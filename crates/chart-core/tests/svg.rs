// File: crates/chart-core/tests/svg.rs
// Purpose: SVG output structure for the Altiplano chart, with and without hover.

use chart_core::{PointerEvent, RenderOptions, Theme, TrendChart, TrendSource};

#[test]
fn svg_contains_every_layer() {
    let chart = TrendChart::altiplano().unwrap();
    let svg = chart.render_svg_string(&RenderOptions::default()).expect("svg");

    assert!(svg.starts_with("<svg "));
    assert!(svg.contains(r#"viewBox="0 0 600 300""#));
    assert!(svg.trim_end().ends_with("</svg>"));
    assert_eq!(svg.matches("stroke-dasharray=\"4 4\"").count(), 5, "grid rows");
    assert!(svg.contains(r#"class="mean""#) && svg.contains(r#"stroke-dasharray="8 4""#));
    assert!(svg.contains(r##"class="trend" stroke="#ea580c" stroke-width="4""##));
    assert!(svg.contains(r#"<path class="data" d="M 40 110.4 L"#));
    assert_eq!(svg.matches("<circle ").count(), 38);
    assert_eq!(svg.matches(r#"r="3""#).count(), 38);
    assert!(!svg.contains("tooltip"));
    for year in ["1981", "1990", "2000", "2010", "2018"] {
        assert!(svg.contains(&format!(">{year}</text>")), "tick {year}");
    }
}

#[test]
fn hovered_point_gets_tooltip() {
    let mut chart = TrendChart::altiplano().unwrap();
    chart.handle_pointer(PointerEvent::Enter(0)).unwrap();
    let svg = chart.render_svg_string(&RenderOptions::default()).unwrap();

    assert_eq!(svg.matches(r#"r="6""#).count(), 1);
    assert!(svg.contains(r##"data-index="0" data-year="1981" cx="40" cy="110.4" r="6" fill="#ea580c""##));
    assert!(svg.contains(r#"<g class="tooltip">"#));
    assert!(svg.contains(">1981: 192mm</text>"));
}

#[test]
fn labels_and_background_can_be_disabled() {
    let chart = TrendChart::altiplano().unwrap().with_theme(Theme::dark());
    let opts = RenderOptions { draw_labels: false, draw_background: false, ..RenderOptions::default() };
    let svg = chart.render_svg_string(&opts).unwrap();
    assert!(!svg.contains("<text"));
    assert!(!svg.contains(r#"<rect x="0" y="0""#));
}

#[test]
fn fitted_trend_renders_differently() {
    let base = TrendChart::altiplano().unwrap();
    let fitted = TrendChart::altiplano().unwrap().with_trend(TrendSource::LeastSquares);
    let a = base.layout().unwrap();
    let b = fitted.layout().unwrap();
    assert_ne!(a.trend, b.trend);
    assert_eq!(a.points, b.points);
}

#[test]
fn svg_file_is_written() {
    let out = std::path::PathBuf::from("target/test_out/trend.svg");
    TrendChart::altiplano().unwrap().render_to_svg(&RenderOptions::default(), &out).expect("write svg");
    let text = std::fs::read_to_string(&out).expect("read back");
    assert!(text.contains("<title>Summer Precipitation Trend</title>"));
}
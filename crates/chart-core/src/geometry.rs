// File: crates/chart-core/src/geometry.rs
// Summary: Lightweight geometry helpers for pixel math.

#[derive(Clone, Copy, Debug, PartialEq)]
pub struct Point {
    pub x: f64,
    pub y: f64,
}

impl Point {
    pub const fn new(x: f64, y: f64) -> Self { Self { x, y } }

    pub fn is_finite(&self) -> bool { self.x.is_finite() && self.y.is_finite() }
}

impl From<Point> for (f32, f32) {
    fn from(p: Point) -> Self { (p.x as f32, p.y as f32) }
}

/// Straight line between two pixel coordinates.
#[derive(Clone, Copy, Debug, PartialEq)]
pub struct Segment {
    pub from: Point,
    pub to: Point,
}

impl Segment {
    pub const fn new(from: Point, to: Point) -> Self { Self { from, to } }

    pub fn is_horizontal(&self) -> bool { self.from.y == self.to.y }
}

/// Axis-aligned rectangle in pixels (tooltip boxes).
#[derive(Clone, Copy, Debug, PartialEq)]
pub struct Rect {
    pub x: f64,
    pub y: f64,
    pub width: f64,
    pub height: f64,
}

impl Rect {
    pub const fn from_xywh(x: f64, y: f64, width: f64, height: f64) -> Self {
        Self { x, y, width, height }
    }
    pub fn center(&self) -> Point {
        Point::new(self.x + self.width * 0.5, self.y + self.height * 0.5)
    }
}

#[inline]
pub fn clamp<T: PartialOrd>(v: T, lo: T, hi: T) -> T {
    if v < lo { lo } else if v > hi { hi } else { v }
}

> **EXERCISE DESCRIPTION**: Go through the material line by line. Show each line that contains the string "height".

> **ANSWER SECTION**:
    pub height: f64,
    pub const fn from_xywh(x: f64, y: f64, width: f64, height: f64) -> Self {
        Self { x, y, width, height }
        Point::new(self.x + self.width * 0.5, self.y + self.height * 0.5)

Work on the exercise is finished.